I stop paying attention to it, assuming that what had been strong enough to last all the cataclysms of the ages would be strong enough for my lifetime, and find that suddenly it has become so weak, so fragile that it gets threatened by some ill-informed book, some pieces of art, the depictions of some fictional characters and even, horror of horrors, cartoons! How incredibly naive I was, how uncaring of my roots that I thought that, even if they did defame my culture, they could hardly make a dent on the strength of my ethos, and the best thing to do was to laugh them away. AND, in case there was any truth in the negatives stated, my culture had the resilience to change and become stronger - as it has in the past, when it stopped animal sacrifices and sati.
This convenient assumption - that, if the portrayal is wrong, it is ridiculous to give it any importance and, if it is right, it is ridiculous to muzzle it - is, I now realize, quite likely to bring on the end of my culture. It has now become so fragile that even the mild breeze, that these things are likely to be, is enough to blow it away and needs safeguarding with utmost vigilance.
I need to make up for my past lapses. How then do I ensure that I work in such a manner as to strengthen my culture? Do I take up the cudgels against the people who urinate all around my temples and scratch immortal love stories like "Rocky luvs Pinky" on centuries old sculptures? Nope - no-one considers that as threatening to our culture. Do I work towards the cause of rejuvenating Classical Music and dance? I do not think so. I have heard bhajans set to the tune of 'Ek, do, teen....' (And, who knows, "Chikni Chameli.." or whatever, now), so it looks like giving up Indian classical music/dance is not a big deal.

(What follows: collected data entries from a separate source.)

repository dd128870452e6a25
use axum::{extract::Extension, response::IntoResponse};

use super::{Flashes, View};
use crate::api::auth::identity::Identity;

#[utoipa::path(
    get,
    path = "/",
    responses((status = 200, description = "Index view model", content_type = "application/json")),
    tag = "pages",
)]
pub async fn root(Extension(identity): Extension<Identity>, flashes: Flashes) -> impl IntoResponse {
    View::new("index.html", flashes).with("current_user", identity.user())
}
use clap::{Arg, Command};

fn seconds(name: &'static str, env: &'static str, help: &'static str, default: &'static str) -> Arg {
    Arg::new(name)
        .long(name)
        .help(help)
        .env(env)
        .default_value(default)
        .value_parser(clap::value_parser!(i64).range(1..))
}

#[must_use]
pub fn with_args(command: Command) -> Command {
    command
        .arg(
            Arg::new("secret-key")
                .long("secret-key")
                .help("Secret used to sign confirmation and email-change tokens")
                .env("AGORA_SECRET_KEY")
                .hide_env_values(true)
                .required(true),
        )
        .arg(
            Arg::new("admin-email")
                .long("admin-email")
                .help("Email address that receives the Administrator role when it registers")
                .env("AGORA_ADMIN_EMAIL"),
        )
        .arg(seconds(
            "confirm-token-ttl-seconds",
            "AGORA_CONFIRM_TOKEN_TTL_SECONDS",
            "Lifetime of account confirmation links",
            "86400",
        ))
        .arg(seconds(
            "email-change-token-ttl-seconds",
            "AGORA_EMAIL_CHANGE_TOKEN_TTL_SECONDS",
            "Lifetime of email change links",
            "3600",
        ))
        .arg(seconds(
            "session-ttl-seconds",
            "AGORA_SESSION_TTL_SECONDS",
            "Server-side lifetime of a session without remember-me",
            "43200",
        ))
        .arg(seconds(
            "remember-ttl-seconds",
            "AGORA_REMEMBER_TTL_SECONDS",
            "Lifetime of a remember-me session and its cookie",
            "2592000",
        ))
        .arg(
            Arg::new("admin-page-size")
                .long("admin-page-size")
                .help("Items per page on the admin category and topic lists")
                .env("AGORA_ADMIN_PAGE_SIZE")
                .default_value("10")
                .value_parser(clap::value_parser!(u32).range(1..=1000)),
        )
}
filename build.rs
fn main() {
    built::write_built_file().expect("Failed to acquire build-time information");
}
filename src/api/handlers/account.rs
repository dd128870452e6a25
//! Login, registration, logout and account confirmation.

use axum::{
    extract::{Extension, Path},
    http::HeaderMap,
    response::{IntoResponse, Response},
    Form,
};
use serde::Deserialize;
use serde_json::json;
use std::sync::Arc;
use tracing::{debug, instrument};
use utoipa::ToSchema;

use super::{
    check_email, check_new_password, check_username, checked, flash, secret, text, Flashes,
    SeeOther, SignedIn, View,
};
use crate::api::{
    auth::{
        identity::{AccountState, Identity},
        service::{self, ConfirmOutcome},
        session,
    },
    error::{FormErrors, ServiceError},
    state::AppState,
};

const LOGIN_VIEW: &str = "auth/login.html";

/// Login and registration share one page; `submit` picks the form.
#[derive(ToSchema, Deserialize, Default, Clone)]
pub struct LoginPageForm {
    /// `login` or `register`.
    pub submit: Option<String>,
    pub email: Option<String>,
    pub password: Option<String>,
    pub remember_me: Option<String>,
    pub username: Option<String>,
    pub password2: Option<String>,
}

impl std::fmt::Debug for LoginPageForm {
    fn fmt(&self, f: &mut std::fmt::Formatter<'_>) -> std::fmt::Result {
        f.debug_struct("LoginPageForm")
            .field("submit", &self.submit)
            .field("email", &self.email)
            .field("username", &self.username)
            .field("remember_me", &self.remember_me)
            .finish_non_exhaustive()
    }
}

fn login_page(flashes: Flashes, form: &LoginPageForm, errors: &FormErrors) -> View {
    View::new(LOGIN_VIEW, flashes)
        .with(
            "login_form",
            json!({
                "email": text(form.email.as_ref()),
                "remember_me": checked(form.remember_me.as_ref()),
            }),
        )
        .with(
            "register_form",
            json!({
                "email": text(form.email.as_ref()),
                "username": text(form.username.as_ref()),
            }),
        )
        .errors(errors)
}

#[utoipa::path(
    get,
    path = "/login",
    responses((status = 200, description = "Login and registration forms", content_type = "application/json")),
    tag = "auth",
)]
pub async fn login(flashes: Flashes) -> impl IntoResponse {
    login_page(flashes, &LoginPageForm::default(), &FormErrors::new())
}

#[utoipa::path(
    post,
    path = "/login",
    request_body(content = LoginPageForm, content_type = "application/x-www-form-urlencoded"),
    responses(
        (status = 303, description = "Signed in, or registered and sent to confirm"),
        (status = 200, description = "Form re-rendered with errors", content_type = "application/json")
    ),
    tag = "auth",
)]
#[instrument(skip_all)]
pub async fn login_submit(
    state: Extension<Arc<AppState>>,
    flashes: Flashes,
    Form(form): Form<LoginPageForm>,
) -> Result<Response, ServiceError> {
    match form.submit.as_deref().map(str::trim) {
        Some("login") => sign_in(&state, flashes, &form).await,
        Some("register") => sign_up(&state, flashes, &form).await,
        _ => Ok(login_page(flashes, &form, &FormErrors::new()).into_response()),
    }
}

async fn sign_in(
    state: &AppState,
    flashes: Flashes,
    form: &LoginPageForm,
) -> Result<Response, ServiceError> {
    let email = text(form.email.as_ref());
    let password = secret(form.password.as_ref());

    let mut errors = FormErrors::new();
    check_email(&mut errors, email);
    if password.is_empty() {
        errors.add("password", "This field is required.");
    }
    if !errors.is_empty() {
        return Ok(login_page(flashes, form, &errors).into_response());
    }

    match service::authenticate(state, email, password).await? {
        Some(user) => {
            let remember = checked(form.remember_me.as_ref());
            let cookie = session::login(state, &user, remember).await?;
            debug!(user_id = user.id, "signed in");
            Ok(SeeOther::to("/").cookie(cookie).into_response())
        }
        None => Ok(login_page(flashes, form, &errors)
            .flash(flash::WRONG)
            .into_response()),
    }
}

async fn sign_up(
    state: &AppState,
    flashes: Flashes,
    form: &LoginPageForm,
) -> Result<Response, ServiceError> {
    let email = text(form.email.as_ref());
    let username = text(form.username.as_ref());
    let password = secret(form.password.as_ref());

    let mut errors = FormErrors::new();
    check_email(&mut errors, email);
    check_username(&mut errors, username);
    check_new_password(&mut errors, password, secret(form.password2.as_ref()));
    if !errors.is_empty() {
        return Ok(login_page(flashes, form, &errors).into_response());
    }

    match service::register(state, email, username, password).await {
        Ok(registered) => {
            let redirect = SeeOther::to("/login");
            let redirect = if registered.email_sent {
                redirect.flash(flash::SEND_EMAIL)
            } else {
                redirect
            };
            Ok(redirect.into_response())
        }
        Err(ServiceError::DuplicateEmail) => {
            errors.add("email", "Email already registered.");
            Ok(login_page(flashes, form, &errors).into_response())
        }
        Err(ServiceError::DuplicateUsername) => {
            errors.add("username", "Username already in use.");
            Ok(login_page(flashes, form, &errors).into_response())
        }
        Err(err) => Err(err),
    }
}

#[utoipa::path(
    get,
    path = "/logout",
    responses((status = 303, description = "Session ended, redirect to index")),
    tag = "auth",
)]
pub async fn logout(state: Extension<Arc<AppState>>, headers: HeaderMap) -> impl IntoResponse {
    let redirect = SeeOther::to("/");
    match session::logout(&state, &headers).await {
        Some(cookie) => redirect.cookie(cookie),
        None => redirect,
    }
}

#[utoipa::path(
    get,
    path = "/confirm/{token}",
    params(("token" = String, Path, description = "Confirmation token from the email link")),
    responses((status = 303, description = "Redirect to index with the outcome flashed")),
    tag = "auth",
)]
pub async fn confirm(
    state: Extension<Arc<AppState>>,
    SignedIn(user): SignedIn,
    Path(token): Path<String>,
) -> Result<SeeOther, ServiceError> {
    let redirect = SeeOther::to("/");
    match service::confirm(&state, &user, &token).await {
        Ok(ConfirmOutcome::Confirmed) => Ok(redirect.flash(flash::VERIFI_SUCCESS)),
        Ok(ConfirmOutcome::AlreadyConfirmed) => Ok(redirect),
        Err(ServiceError::Token(err)) => {
            debug!(user_id = user.id, "confirmation rejected: {err}");
            Ok(redirect.flash(flash::LINK_FAIL))
        }
        Err(err) => Err(err),
    }
}

#[utoipa::path(
    get,
    path = "/unconfirmed",
    responses(
        (status = 200, description = "Reminder to confirm the account", content_type = "application/json"),
        (status = 303, description = "Anonymous or already confirmed, redirect to index")
    ),
    tag = "auth",
)]
pub async fn unconfirmed(
    Extension(identity): Extension<Identity>,
    flashes: Flashes,
) -> Response {
    match (identity.state(), identity.user()) {
        (AccountState::AuthenticatedUnconfirmed, Some(user)) => {
            View::new("auth/unconfirmed.html", flashes)
                .with("user", user)
                .into_response()
        }
        _ => SeeOther::to("/").into_response(),
    }
}

#[utoipa::path(
    get,
    path = "/confirm",
    responses((status = 303, description = "Confirmation email re-sent, redirect to index")),
    tag = "auth",
)]
pub async fn resend_confirmation(
    state: Extension<Arc<AppState>>,
    SignedIn(user): SignedIn,
) -> Result<SeeOther, ServiceError> {
    let redirect = SeeOther::to("/");
    match service::send_confirmation(&state, &user).await {
        Ok(()) => Ok(redirect.flash(flash::SEND_EMAIL)),
        Err(ServiceError::TransientSendFailure) => Ok(redirect.flash(flash::FAIL)),
        Err(err) => Err(err),
    }
}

Do I proselytize about the strong family system here - that the intrusiveness may be a by-product but the support in times of need is reliable? Yeah Right - just as everyone and his uncle is ensuring that about the only thing that remains of the family system is the intrusiveness. Do I speak of the 'Athithi satkar' and the need to sustain the openhearted and open-minded way in which we treat guests and accept their different way of life? But that, too, is not necessary to strengthen our culture. What is important is to make the other guys accept ours. Just as the more important thing to strengthen my culture is for me to ensure that the women in my vicinity are completely covered, and the not too important and, maybe, even irrelevant thing is to avoid molesting women myself.
Do I propagate the Indian philosophical thought of a life of detachment from the material world? Nonsense - not when a sizable proportion of even the spiritual gurus are queuing up for their BMWs. Do I try to spread the idea of "God is in Everyone"? Don't be ridiculous - we all know that he cannot be in those guys praying to a different God OR these women who dress in a manner quite against our culture (There is this problem for me. With this sprawling country with so many different dress codes, exactly WHAT fits our culture and what does not?) Anyway, all this thing about 'Advaita' is a relatively modern construct and, if we had been around in those days, we would have eliminated all such threats to our culture right then.
I am all atwitter to do something to safeguard my culture but, unfortunately, cannot think of anything right away. And, meanwhile, my inaction is probably causing my culture to be blown away by these vagrant breezes.
Wait! Where is my cudgel? I can go around bashing young couples in my neighborhood on Valentine's day.
Oh! Shucks! Valentine's day is already gone. I will have to wait for a year before I can do something to safeguard my culture.
I sure hope and pray that it can survive till then!